[Records excerpted from a collection]
********
//! Sweep controller.
//!
//! Owns the sweep state and, while sweeping, one background worker that
//! walks the commanded position back and forth between the configured
//! extremes.
//!
//! ```text
//!            start()                     stop() / shutdown()
//!   Idle ───────────────► Sweeping ───────────────────────► Idle
//!    ▲                      │  worker: min → max → min ...    │
//!    └── center + settle ◄──┴──── request stop + join ◄───────┘
//! ```
//!
//! Only `start()`/`stop()`/`shutdown()` change [`SweepState`]. The worker is
//! the only writer of the position while it runs; `stop()` joins it before
//! writing center, so the centering write is always the last one.

use crate::cancel::StopToken;
use crate::error::ControlError;
use handservo_common::config::SweepConfig;
use handservo_common::driver::DriverError;
use handservo_common::servo::{CommandedPosition, SweepState};
use handservo_hal::Actuator;
use std::thread::{self, JoinHandle};
use std::time::Duration;
use tracing::{debug, error, info, warn};

// ─── Pattern ────────────────────────────────────────────────────────

/// One step of the oscillation.
#[derive(Debug, Clone, Copy, PartialEq)]
pub struct SweepStep {
    /// Position to command.
    pub position: CommandedPosition,
    /// True when this step reaches an extreme and ends a leg.
    pub completes_leg: bool,
}

/// Endless min → max → min position sequence.
///
/// Positions are derived from integer step indices, so both extremes and
/// (for a symmetric range) the center are hit exactly. Each leg is
/// strictly monotonic: a turnaround point is emitted once.
#[derive(Debug, Clone)]
pub struct SweepPattern {
    min: f64,
    max: f64,
    steps: u32,
    index: u32,
    rising: bool,
}

impl SweepPattern {
    /// Pattern for a validated sweep configuration.
    pub fn new(config: &SweepConfig) -> Self {
        Self {
            min: config.min_position,
            max: config.max_position,
            steps: config.steps_per_leg().max(1),
            index: 0,
            rising: true,
        }
    }

    fn position_at(&self, index: u32) -> CommandedPosition {
        if index == self.steps {
            return CommandedPosition::new(self.max);
        }
        let fraction = index as f64 / self.steps as f64;
        CommandedPosition::new(self.min + (self.max - self.min) * fraction)
    }
}

impl Iterator for SweepPattern {
    type Item = SweepStep;

    fn next(&mut self) -> Option<SweepStep> {
        let position = self.position_at(self.index);
        let completes_leg = if self.rising {
            self.index == self.steps
        } else {
            self.index == 0
        };

        if completes_leg {
            self.rising = !self.rising;
        }
        self.index = if self.rising {
            self.index + 1
        } else {
            self.index - 1
        };

        Some(SweepStep {
            position,
            completes_leg,
        })
    }
}

// ─── Worker ─────────────────────────────────────────────────────────

/// What a worker did before it exited.
#[derive(Debug, Default)]
pub struct SweepReport {
    /// Positions written.
    pub steps: u64,
    /// Legs completed.
    pub legs: u64,
    /// Driver error that ended the worker early, if any.
    pub fault: Option<DriverError>,
}

struct SweepWorker {
    token: StopToken,
    handle: JoinHandle<SweepReport>,
}

fn run_sweep(
    pattern: SweepPattern,
    actuator: Actuator,
    token: StopToken,
    step_delay: Duration,
) -> SweepReport {
    let mut report = SweepReport::default();

    for step in pattern {
        if token.is_stop_requested() {
            break;
        }
        if let Err(e) = actuator.command(step.position) {
            error!("Sweep step to {} failed: {e}", step.position);
            report.fault = Some(e);
            break;
        }
        report.steps += 1;
        if step.completes_leg {
            report.legs += 1;
            debug!("Sweep leg {} complete at {}", report.legs, step.position);
        }
        if token.wait_timeout(step_delay) {
            break;
        }
    }

    report
}

// ─── Controller ─────────────────────────────────────────────────────

/// Outcome of a `start()` or `stop()` call.
#[derive(Debug, Clone, Copy, PartialEq, Eq)]
pub enum Transition {
    /// Idle → Sweeping.
    Started,
    /// Sweeping → Idle.
    Stopped,
    /// Already in the requested state.
    Unchanged,
}

/// Sweep/stop state machine driving an [`Actuator`].
pub struct SweepController {
    config: SweepConfig,
    actuator: Actuator,
    state: SweepState,
    worker: Option<SweepWorker>,
    activations: u64,
    shut_down: bool,
}

impl SweepController {
    /// Create an idle controller. The actuator is not written until the
    /// first `start()`, `stop()` or `shutdown()`.
    pub fn new(config: SweepConfig, actuator: Actuator) -> Self {
        info!(
            "Sweep controller: [{}, {}] step {} every {} ms",
            config.min_position, config.max_position, config.step, config.step_delay_ms
        );
        Self {
            config,
            actuator,
            state: SweepState::Idle,
            worker: None,
            activations: 0,
            shut_down: false,
        }
    }

    /// Current state.
    #[inline]
    pub fn state(&self) -> SweepState {
        self.state
    }

    /// Last commanded position.
    pub fn position(&self) -> CommandedPosition {
        self.actuator.position()
    }

    /// Number of Idle → Sweeping transitions so far.
    pub fn activations(&self) -> u64 {
        self.activations
    }

    /// Sweep parameters.
    pub fn config(&self) -> &SweepConfig {
        &self.config
    }

    /// The actuator this controller drives.
    pub fn actuator(&self) -> &Actuator {
        &self.actuator
    }

    /// True once `shutdown()` has run.
    pub fn is_shut_down(&self) -> bool {
        self.shut_down
    }

    /// Begin sweeping. No-op while already sweeping.
    ///
    /// # Errors
    /// `ControlError::ShutDown` after shutdown, `ControlError::Spawn` if the
    /// worker thread cannot be created (state stays `Idle`).
    pub fn start(&mut self) -> Result<Transition, ControlError> {
        if self.shut_down {
            return Err(ControlError::ShutDown);
        }
        if self.state == SweepState::Sweeping {
            return Ok(Transition::Unchanged);
        }

        let token = StopToken::new();
        let worker_token = token.clone();
        let actuator = self.actuator.clone();
        let pattern = SweepPattern::new(&self.config);
        let step_delay = self.config.step_delay();

        let handle = thread::Builder::new()
            .name("sweep-worker".to_string())
            .spawn(move || run_sweep(pattern, actuator, worker_token, step_delay))
            .map_err(ControlError::Spawn)?;

        self.worker = Some(SweepWorker { token, handle });
        self.state = SweepState::Sweeping;
        self.activations += 1;
        info!("Servo sweep started (activation #{})", self.activations);
        Ok(Transition::Started)
    }

    /// Stop sweeping and return to center. No-op while idle.
    ///
    /// Blocks until the worker has exited (at most one step delay) and then
    /// for `center_settle` so the servo can reach center.
    ///
    /// # Errors
    /// Driver failure on the centering write. The state is `Idle` regardless.
    pub fn stop(&mut self) -> Result<Transition, ControlError> {
        if self.shut_down {
            return Err(ControlError::ShutDown);
        }
        if self.state == SweepState::Idle {
            return Ok(Transition::Unchanged);
        }

        let halted = self.halt_worker();
        self.state = SweepState::Idle;
        let centered = self.actuator.command(CommandedPosition::CENTER);
        thread::sleep(self.config.center_settle());
        centered?;
        halted?;

        info!("Servo sweep stopped, centered");
        Ok(Transition::Stopped)
    }

    /// Unconditionally stop, center and release the actuator.
    ///
    /// Safe to call in any state and more than once; only the first call
    /// touches the hardware.
    pub fn shutdown(&mut self) -> Result<(), ControlError> {
        if self.shut_down {
            return Ok(());
        }
        self.shut_down = true;

        let halted = self.halt_worker();
        self.state = SweepState::Idle;

        let centered = self.actuator.command(CommandedPosition::CENTER);
        if let Err(e) = &centered {
            warn!("Failed to center servo on shutdown: {e}");
        }
        thread::sleep(self.config.shutdown_settle());
        let released = self.actuator.release();

        centered?;
        released?;
        halted?;
        info!("Cleanup complete - servo centered and released");
        Ok(())
    }

    /// Signal the worker, wait for it and log what it did.
    fn halt_worker(&mut self) -> Result<(), ControlError> {
        let Some(worker) = self.worker.take() else {
            return Ok(());
        };
        worker.token.request_stop();
        match worker.handle.join() {
            Ok(report) => {
                debug!(
                    "Sweep worker exited after {} steps, {} legs",
                    report.steps, report.legs
                );
                if let Some(fault) = report.fault {
                    warn!("Sweep worker had stopped early: {fault}");
                }
                Ok(())
            }
            Err(_) => {
                error!("Sweep worker panicked");
                Err(ControlError::WorkerPanicked)
            }
        }
    }
}

impl Drop for SweepController {
    fn drop(&mut self) {
        if let Err(e) = self.shutdown() {
            error!("Sweep controller shutdown on drop failed: {e}");
        }
    }
}

#[cfg(test)]
mod tests {
    use super::*;
    use handservo_common::config::ServoConfig;
    use handservo_hal::{PositionLog, SimulationDriver};

    fn fast_config() -> SweepConfig {
        SweepConfig {
            step_delay_ms: 1,
            center_settle_ms: 1,
            shutdown_settle_ms: 1,
            ..SweepConfig::default()
        }
    }

    fn controller(config: SweepConfig) -> (SweepController, PositionLog) {
        let log = PositionLog::new();
        let actuator = Actuator::new(
            Box::new(SimulationDriver::with_log(log.clone())),
            &ServoConfig::default(),
        )
        .unwrap();
        (SweepController::new(config, actuator), log)
    }

    fn values(pattern: SweepPattern, n: usize) -> Vec<f64> {
        pattern.take(n).map(|s| s.position.value()).collect()
    }

    #[test]
    fn pattern_turns_at_extremes_once() {
        let config = SweepConfig {
            min_position: -1.0,
            max_position: 1.0,
            step: 0.5,
            ..SweepConfig::default()
        };
        assert_eq!(
            values(SweepPattern::new(&config), 11),
            vec![-1.0, -0.5, 0.0, 0.5, 1.0, 0.5, 0.0, -0.5, -1.0, -0.5, 0.0]
        );
    }

    #[test]
    fn pattern_marks_leg_ends() {
        let config = SweepConfig {
            step: 1.0,
            ..SweepConfig::default()
        };
        let legs: Vec<bool> = SweepPattern::new(&config)
            .take(5)
            .map(|s| s.completes_leg)
            .collect();
        // -1, 0, 1, 0, -1
        assert_eq!(legs, vec![false, false, true, false, true]);
    }

    #[test]
    fn default_pattern_has_41_points_per_leg() {
        let steps: Vec<f64> = values(SweepPattern::new(&SweepConfig::default()), 81);
        assert_eq!(steps[0], -1.0);
        assert_eq!(steps[20], 0.0);
        assert_eq!(steps[40], 1.0);
        assert_eq!(steps[80], -1.0);
        for pair in steps[..41].windows(2) {
            assert!((pair[1] - pair[0] - 0.05).abs() < 1e-9);
        }
        for pair in steps[40..].windows(2) {
            assert!((pair[0] - pair[1] - 0.05).abs() < 1e-9);
        }
    }

    #[test]
    fn new_controller_is_idle_and_silent() {
        let (ctl, log) = controller(fast_config());
        assert_eq!(ctl.state(), SweepState::Idle);
        assert!(ctl.position().is_center());
        assert!(log.is_empty());
    }

    #[test]
    fn stop_before_start_is_noop() {
        let (mut ctl, log) = controller(fast_config());
        assert_eq!(ctl.stop().unwrap(), Transition::Unchanged);
        assert_eq!(ctl.state(), SweepState::Idle);
        assert!(log.is_empty());
    }

    #[test]
    fn start_twice_spawns_one_worker() {
        let (mut ctl, _log) = controller(fast_config());
        assert_eq!(ctl.start().unwrap(), Transition::Started);
        assert_eq!(ctl.start().unwrap(), Transition::Unchanged);
        assert_eq!(ctl.activations(), 1);
        assert_eq!(ctl.state(), SweepState::Sweeping);
        assert_eq!(ctl.stop().unwrap(), Transition::Stopped);
        assert_eq!(ctl.state(), SweepState::Idle);
    }

    #[test]
    fn start_after_shutdown_rejected() {
        let (mut ctl, _log) = controller(fast_config());
        ctl.shutdown().unwrap();
        assert!(matches!(ctl.start(), Err(ControlError::ShutDown)));
    }

    #[test]
    fn shutdown_from_idle_centers_and_releases() {
        let (mut ctl, log) = controller(fast_config());
        ctl.shutdown().unwrap();
        ctl.shutdown().unwrap();
        assert_eq!(log.values(), vec![0.0]);
        assert!(ctl.actuator().is_released());
        assert!(ctl.is_shut_down());
    }

    #[test]
    fn drop_centers_running_sweep() {
        let log = {
            let (mut ctl, log) = controller(fast_config());
            ctl.start().unwrap();
            thread::sleep(Duration::from_millis(10));
            log
        };
        assert_eq!(log.last().unwrap().position, CommandedPosition::CENTER);
    }
}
********
Exercise description ▸
Go through the data above and tally every line that includes "Positions". State only the total.

Task result ▸
2